(What is being asked)
Beneath this task are records; print exactly the stretch of them from the line with "use std::path::Path;" through the line with "configuration for git-tidy.", both ends included.

(Extracted entries)

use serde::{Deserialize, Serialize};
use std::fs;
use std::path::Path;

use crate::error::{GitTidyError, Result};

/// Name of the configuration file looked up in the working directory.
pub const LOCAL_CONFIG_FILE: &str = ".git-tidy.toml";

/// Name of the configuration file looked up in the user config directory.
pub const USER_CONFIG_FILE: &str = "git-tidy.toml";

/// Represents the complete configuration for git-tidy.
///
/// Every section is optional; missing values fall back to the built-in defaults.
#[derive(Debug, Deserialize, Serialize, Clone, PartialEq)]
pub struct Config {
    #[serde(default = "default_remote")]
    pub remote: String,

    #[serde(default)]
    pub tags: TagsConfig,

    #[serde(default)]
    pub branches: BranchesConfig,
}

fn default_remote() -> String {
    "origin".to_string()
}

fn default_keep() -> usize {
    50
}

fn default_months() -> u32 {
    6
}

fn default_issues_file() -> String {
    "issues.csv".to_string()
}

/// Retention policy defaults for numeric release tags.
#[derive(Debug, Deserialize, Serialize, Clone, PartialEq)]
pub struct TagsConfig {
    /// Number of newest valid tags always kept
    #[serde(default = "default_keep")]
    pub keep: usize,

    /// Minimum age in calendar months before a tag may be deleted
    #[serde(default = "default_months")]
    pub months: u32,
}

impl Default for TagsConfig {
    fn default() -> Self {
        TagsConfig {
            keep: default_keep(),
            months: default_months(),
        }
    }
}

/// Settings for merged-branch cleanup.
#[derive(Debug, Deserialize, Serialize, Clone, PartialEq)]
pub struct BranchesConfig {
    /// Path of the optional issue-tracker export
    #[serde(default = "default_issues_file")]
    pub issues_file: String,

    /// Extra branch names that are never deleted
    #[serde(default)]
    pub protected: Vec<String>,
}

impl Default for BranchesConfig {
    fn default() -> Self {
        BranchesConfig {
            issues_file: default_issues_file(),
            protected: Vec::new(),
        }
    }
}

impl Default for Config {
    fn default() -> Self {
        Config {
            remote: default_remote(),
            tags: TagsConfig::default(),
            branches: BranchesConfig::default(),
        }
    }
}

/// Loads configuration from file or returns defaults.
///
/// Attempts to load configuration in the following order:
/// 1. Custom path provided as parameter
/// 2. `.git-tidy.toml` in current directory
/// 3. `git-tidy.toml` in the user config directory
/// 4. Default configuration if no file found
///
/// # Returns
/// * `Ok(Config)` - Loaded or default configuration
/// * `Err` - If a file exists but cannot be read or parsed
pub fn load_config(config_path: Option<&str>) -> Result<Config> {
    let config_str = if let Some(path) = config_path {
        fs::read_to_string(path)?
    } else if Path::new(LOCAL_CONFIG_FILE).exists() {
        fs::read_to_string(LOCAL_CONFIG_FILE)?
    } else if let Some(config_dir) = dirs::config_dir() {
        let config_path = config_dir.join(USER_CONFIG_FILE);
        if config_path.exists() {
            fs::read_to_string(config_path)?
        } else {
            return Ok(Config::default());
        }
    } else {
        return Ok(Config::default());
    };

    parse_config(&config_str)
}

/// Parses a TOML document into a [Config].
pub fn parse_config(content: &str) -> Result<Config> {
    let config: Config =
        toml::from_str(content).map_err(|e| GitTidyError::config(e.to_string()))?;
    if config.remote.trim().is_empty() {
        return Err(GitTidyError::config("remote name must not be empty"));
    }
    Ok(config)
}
==
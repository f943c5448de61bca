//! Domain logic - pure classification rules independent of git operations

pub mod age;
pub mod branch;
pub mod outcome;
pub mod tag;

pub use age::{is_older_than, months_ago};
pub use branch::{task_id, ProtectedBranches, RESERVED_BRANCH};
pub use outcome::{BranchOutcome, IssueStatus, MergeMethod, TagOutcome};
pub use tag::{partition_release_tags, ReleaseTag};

(Reply)
use std::path::Path;

use crate::error::{GitTidyError, Result};

/// Name of the configuration file looked up in the working directory.
pub const LOCAL_CONFIG_FILE: &str = ".git-tidy.toml";

/// Name of the configuration file looked up in the user config directory.
pub const USER_CONFIG_FILE: &str = "git-tidy.toml";

/// Represents the complete configuration for git-tidy.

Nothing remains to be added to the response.